Diffusion 21.02.2026

Dans le canton de Berne, une modification des contrats de prestations liant le Canton aux centres d’hébergement d’urgence introduit une restriction majeure : les personnes sans statut légal, dites sans-papiers, seront progressivement exclues de l’accès aux différents sleep-in. Déjà en vigueur en ville de Berne, la mesure sera appliquée à Bienne à la fin de l’année 2027.

Ecoutez l’intégralité de la chronique :

gerberalice
Alice Gerber est membre du collectif biennois « Un toit für Alle », qui se mobilise contre le durcissement des conditions d’accès aux centres d’hébergement d’urgence du canton de Berne.

Constitué à la fin de l’année 2025, suite à l’annonce de l’introduction de cette mesure, le collectif biennois « Un toit für Alle » dénonce une décision à la fois injuste et humainement difficilement applicable. Pour la justifier, le Canton invoque la maîtrise des coûts et des abus. Mais selon le collectif, ces arguments ne reposent sur aucune base chiffrée claire.

sans-abri
Une personne sans-abri n’est pas forcément sans-papiers. Et une personne sans-papiers n’est pas forcément sans-abri. Derrière des statuts administratifs se cachent des réalités humaines différentes.

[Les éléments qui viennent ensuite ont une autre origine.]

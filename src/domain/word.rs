//! Word value object.

use serde::{Deserialize, Deserializer, Serialize, Serializer};
use std::fmt;

/// A word to be scored.
///
/// Any string is a valid word, including the empty string. Deserialization
/// only accepts JSON strings, so numbers, booleans and other shapes are
/// rejected before they reach the scorer.
///
/// # Example
///
/// ```
/// use word_points::domain::Word;
///
/// let word = Word::new("Test");
/// assert_eq!(word.as_str(), "Test");
/// assert_eq!(word.to_lowercase().as_str(), "test");
/// ```
#[derive(Debug, Clone, Default, PartialEq, Eq, Hash)]
pub struct Word(String);

impl Word {
    /// Create a new Word.
    pub fn new(word: impl Into<String>) -> Self {
        Self(word.into())
    }

    /// Get the word as a string slice.
    pub fn as_str(&self) -> &str {
        &self.0
    }

    /// Convert into the underlying String.
    pub fn into_inner(self) -> String {
        self.0
    }

    /// Whether the word has no characters.
    pub fn is_empty(&self) -> bool {
        self.0.is_empty()
    }

    /// The lowercase form used for classification.
    pub fn to_lowercase(&self) -> Word {
        Word(self.0.to_lowercase())
    }

    /// Lowercased characters in order.
    ///
    /// A single character may lowercase to several (for example `'İ'`), so
    /// this can yield more items than `as_str().chars()`.
    pub fn lowercase_chars(&self) -> impl Iterator<Item = char> + '_ {
        self.0.chars().flat_map(char::to_lowercase)
    }
}

impl From<&str> for Word {
    fn from(word: &str) -> Self {
        Self::new(word)
    }
}

impl From<String> for Word {
    fn from(word: String) -> Self {
        Self(word)
    }
}

impl AsRef<str> for Word {
    fn as_ref(&self) -> &str {
        &self.0
    }
}

// Serde support - serialize as string
impl Serialize for Word {
    fn serialize<S>(&self, serializer: S) -> Result<S::Ok, S::Error>
    where
        S: Serializer,
    {
        self.0.serialize(serializer)
    }
}

// Serde support - deserialize from string only
impl<'de> Deserialize<'de> for Word {
    fn deserialize<D>(deserializer: D) -> Result<Self, D::Error>
    where
        D: Deserializer<'de>,
    {
        String::deserialize(deserializer).map(Word)
    }
}

// Display support
impl fmt::Display for Word {
    fn fmt(&self, f: &mut fmt::Formatter<'_>) -> fmt::Result {
        write!(f, "{}", self.0)
    }
}

#[cfg(test)]
mod tests {
    use super::*;

    #[test]
    fn test_word_accepts_empty() {
        let word = Word::new("");
        assert!(word.is_empty());
        assert_eq!(word.lowercase_chars().count(), 0);
    }

    #[test]
    fn test_word_lowercase() {
        let word = Word::new("TeSt");
        assert_eq!(word.to_lowercase(), Word::new("test"));
        assert_eq!(word.lowercase_chars().collect::<String>(), "test");
    }

    #[test]
    fn test_word_lowercase_chars_expand() {
        let word = Word::new("\u{0130}");
        assert_eq!(word.as_str().chars().count(), 1);
        assert_eq!(word.lowercase_chars().count(), 2);
    }

    #[test]
    fn test_word_display() {
        assert_eq!(format!("{}", Word::from("hello")), "hello");
    }

    #[test]
    fn test_word_serialization() {
        let json = serde_json::to_string(&Word::new("test")).unwrap();
        assert_eq!(json, "\"test\"");
    }

    #[test]
    fn test_word_deserialization() {
        let word: Word = serde_json::from_str("\"test\"").unwrap();
        assert_eq!(word.as_str(), "test");
    }

    #[test]
    fn test_word_deserialization_non_string_fails() {
        assert!(serde_json::from_str::<Word>("42").is_err());
        assert!(serde_json::from_str::<Word>("null").is_err());
        assert!(serde_json::from_str::<Word>("[\"a\"]").is_err());
    }
}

Face à ce qu’il estime être une remise en cause du principe même de l’aide d’urgence, le collectif « Un toit für Alle » a lancé une pétition, qui a déjà recueilli plus de 11’000 signatures. Pour Alice Gerber, l’une de ses membres, la question dépasse le cadre administratif : « Le principe de base d’une aide d’urgence n’est-elle pas d’aider les humains qui sont dans l’urgence, et ne pas mettre plein de conditions et plein de critères à l’accès à ces aides ? »

sleep-in-bienne
L’entrée en vigueur du durcissement des conditions d’accès aux différents centres d’hébergements d’urgence du canton de Berne est échelonnée. Le sleep-in de Bienne devrait l’introduire à la fin de l’année 2027.
sleep-in-lit
L’hébergement d’urgence se résume à un lit pour une durée limitée et, à Bienne, au prix de 6 francs la nuitée.

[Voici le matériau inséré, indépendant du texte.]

//! Error types for word-points.
//!
//! This module defines custom error types using `thiserror` for precise error handling.

use thiserror::Error;

/// Errors that can occur when scoring input.
#[derive(Error, Debug, Clone, PartialEq, Eq)]
pub enum ScoringError {
    /// Input was not a string-like sequence of characters
    #[error("Invalid input: expected a string, got {0}")]
    InvalidInput(String),
}

/// Errors that can occur during configuration loading.
#[derive(Error, Debug)]
pub enum ConfigError {
    /// Environment variable has invalid value
    #[error("Invalid value for {var}: {reason}")]
    InvalidValue { var: String, reason: String },

    /// Generic configuration error
    #[error("Configuration error: {0}")]
    Other(String),
}

/// Convenience type alias for Results with ScoringError
pub type ScoringResult<T> = Result<T, ScoringError>;

/// Convenience type alias for Results with ConfigError
pub type ConfigResult<T> = Result<T, ConfigError>;

#[cfg(test)]
mod tests {
    use super::*;

    #[test]
    fn test_error_display() {
        let err = ScoringError::InvalidInput("number".to_string());
        assert_eq!(
            err.to_string(),
            "Invalid input: expected a string, got number"
        );

        let err = ConfigError::Other("bad .env".to_string());
        assert_eq!(err.to_string(), "Configuration error: bad .env");
    }

    #[test]
    fn test_invalid_value_display() {
        let err = ConfigError::InvalidValue {
            var: "WORD_POINTS_Y_AS_VOWEL".to_string(),
            reason: "Must be a boolean".to_string(),
        };
        assert!(err.to_string().contains("WORD_POINTS_Y_AS_VOWEL"));
        assert!(err.to_string().contains("Must be a boolean"));
    }
}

Au fond, le débat soulevé pose une question essentielle: l’aide d’urgence doit-elle répondre à un critère humain – la détresse – ou à un critère administratif ? Le collectif espère désormais que le Canton reverra sa position et respectera la Constitution fédérale, qui garantit à toute personne le droit d’obtenir de l’aide en situation de détresse. Il déposera sa pétition contre le durcissement dès règles d’accueil dans les foyers d’urgence du canton de Berne, toujours en ligne, début mars.